Previously known as “SCADA protocol”, “MQ Integrator SCADA Device Protocol” (MQIsdp) or “WebSphere MQTT” (WMQTT) the MQTT protocol is in the process of undergoing standardization at OASIS. It’s already an ISO standard (ISO/IEC PRF 20922).
How does it work
To really understand MQTT it’s good to present it in reference to another technology already familiar to most developers. Let’s compare it to HTTP. To get some information with it a party must send a request and wait for the response. So, for example, to assure that the latest data available on the server is mirrored on the requester side, the requests must be performed periodically. And this is where the MQTT shows it’s real strength. It uses a publish/subscribe architecture, which means that parties interested in some updates are subscribing for it to the MQTT broker.
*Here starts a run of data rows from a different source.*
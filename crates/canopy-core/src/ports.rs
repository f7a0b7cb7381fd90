//! Port trait definitions
//!
//! These traits define the interfaces the fetch and publish adapters implement.

pub mod sheet;
pub mod source;

pub use sheet::{Row, SheetBackend};
pub use source::AlertSource;
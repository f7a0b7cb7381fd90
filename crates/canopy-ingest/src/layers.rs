//! GeoJSON reference layers for point-in-polygon enrichment

use canopy_core::error::{CanopyError, Result};
use canopy_geo::{ReferenceFeature, ReferenceLayer};
use geo::{Geometry, MultiPolygon};
use serde_json::Value;
use std::fs;
use std::path::Path;

/// Load a polygon layer from a GeoJSON file.
///
/// `name` becomes the attribute written onto alerts and `property` selects the
/// feature property carrying the value. Features that are not (multi)polygons
/// are skipped. Coordinates must be longitude/latitude.
pub fn load_reference_layer(path: &Path, name: &str, property: &str) -> Result<ReferenceLayer> {
    let layer_error = |reason: String| CanopyError::LayerLoad { path: path.to_path_buf(), reason };

    let content = fs::read_to_string(path)?;
    let geojson: geojson::GeoJson =
        content.parse().map_err(|e| layer_error(format!("Failed to parse GeoJSON: {}", e)))?;

    let collection = match geojson {
        geojson::GeoJson::FeatureCollection(fc) => fc,
        geojson::GeoJson::Feature(feature) => geojson::FeatureCollection {
            bbox: None,
            features: vec![feature],
            foreign_members: None,
        },
        geojson::GeoJson::Geometry(_) => {
            return Err(layer_error("Expected a Feature or FeatureCollection".to_string()))
        }
    };

    if let Some(epsg) = collection
        .foreign_members
        .as_ref()
        .and_then(|fm| fm.get("crs"))
        .and_then(extract_epsg_from_crs)
    {
        if epsg != 4326 {
            return Err(layer_error(format!("Layer CRS is EPSG:{}, expected EPSG:4326", epsg)));
        }
    }

    let mut features = Vec::with_capacity(collection.features.len());
    let mut skipped = 0usize;
    for (idx, feature) in collection.features.iter().enumerate() {
        let Some(geometry) = feature.geometry.as_ref() else {
            skipped += 1;
            continue;
        };

        let polygons = match Geometry::<f64>::try_from(&geometry.value) {
            Ok(Geometry::Polygon(polygon)) => MultiPolygon::new(vec![polygon]),
            Ok(Geometry::MultiPolygon(multi)) => multi,
            Ok(_) => {
                skipped += 1;
                continue;
            }
            Err(e) => return Err(layer_error(format!("Feature {}: {}", idx, e))),
        };

        let value = feature.property(property).cloned().unwrap_or(Value::Null);
        features.push(ReferenceFeature { value, geometry: polygons });
    }

    if skipped > 0 {
        tracing::warn!(path = %path.display(), skipped, "Skipped non-polygon features");
    }
    tracing::info!(layer = name, property, features = features.len(), "Loaded reference layer");

    Ok(ReferenceLayer::new(name, property, features))
}

/// EPSG code from a legacy GeoJSON `crs` member
fn extract_epsg_from_crs(crs: &Value) -> Option<u32> {
    let name = crs.get("properties")?.get("name")?.as_str()?;
    // "EPSG:4326" or "urn:ogc:def:crs:EPSG::4326"
    if name.ends_with("CRS84") {
        return Some(4326);
    }
    name.rsplit(':').next()?.parse().ok()
}

#[cfg(test)]
mod tests {
    use super::*;
    use std::io::Write;
    use tempfile::NamedTempFile;

    fn write_layer(content: &str) -> NamedTempFile {
        let mut file = NamedTempFile::new().unwrap();
        file.write_all(content.as_bytes()).unwrap();
        file
    }

    #[test]
    fn test_load_polygons_and_multipolygons() {
        let file = write_layer(
            r#"{
            "type": "FeatureCollection",
            "features": [
                {
                    "type": "Feature",
                    "properties": {"NAME_3": "Sanggau"},
                    "geometry": {"type": "Polygon", "coordinates": [[[0,0],[1,0],[1,1],[0,1],[0,0]]]}
                },
                {
                    "type": "Feature",
                    "properties": {"NAME_3": "Sekadau"},
                    "geometry": {"type": "MultiPolygon", "coordinates": [[[[2,0],[3,0],[3,1],[2,1],[2,0]]]]}
                },
                {
                    "type": "Feature",
                    "properties": {"NAME_3": "Point"},
                    "geometry": {"type": "Point", "coordinates": [5, 5]}
                }
            ]
        }"#,
        );

        let layer = load_reference_layer(file.path(), "district", "NAME_3").unwrap();

        assert_eq!(layer.len(), 2);
        assert_eq!(layer.name, "district");
        assert_eq!(layer.field, "NAME_3");
        assert_eq!(layer.lookup(0.5, 0.5), Some(&Value::from("Sanggau")));
        assert_eq!(layer.lookup(2.5, 0.5), Some(&Value::from("Sekadau")));
    }

    #[test]
    fn test_missing_property_is_null() {
        let file = write_layer(
            r#"{
            "type": "Feature",
            "properties": {},
            "geometry": {"type": "Polygon", "coordinates": [[[0,0],[1,0],[1,1],[0,0]]]}
        }"#,
        );

        let layer = load_reference_layer(file.path(), "owner", "OWNER").unwrap();
        assert_eq!(layer.features()[0].value, Value::Null);
    }

    #[test]
    fn test_projected_layer_is_rejected() {
        let file = write_layer(
            r#"{
            "type": "FeatureCollection",
            "crs": {"type": "name", "properties": {"name": "urn:ogc:def:crs:EPSG::32749"}},
            "features": []
        }"#,
        );

        let err = load_reference_layer(file.path(), "block", "BLOCK").unwrap_err();
        assert!(matches!(err, CanopyError::LayerLoad { .. }));
    }

    #[test]
    fn test_invalid_json() {
        let file = write_layer("{not geojson");
        assert!(load_reference_layer(file.path(), "block", "BLOCK").is_err());
    }

    #[test]
    fn test_missing_file() {
        let result = load_reference_layer(Path::new("/nonexistent/layer.geojson"), "a", "b");
        assert!(matches!(result, Err(CanopyError::Io(_))));
    }
}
The MQTT broker is a service run on a server, which gathers all subscriptions. When someone publishes data on a certain topic, all subscribers to this topic will get an instant message with the new data. No need for re-requesting, if they are connected to the MQTT broker - they are up-to-date.
The MQTT broker is a central which dispatches all messages between publisher and subscribers. Only it has knowledge of all subscribers and publishers, the clients are oblivious, they are only interested in the data. That enables developers to create simple and manageable architecture on their sides. The only value known to all interested parties is the topic on which the data is being published. The topic itself is represented as a string, so it’s a plain text.
Enough theory, let’s show some examples
Let’s say that the MQTT protocol has been implemented in a temperature sensor. It performs temperature readings on a second basis. After launch, it connects to the MQTT broker with its URL address. Then it starts to publish the readings on “temperature” topic with retain status. That means, that the reading is being kept by the broker to the point a new reading overwrites it. There are no subscribers at this point, so the broker keeps all data to itself.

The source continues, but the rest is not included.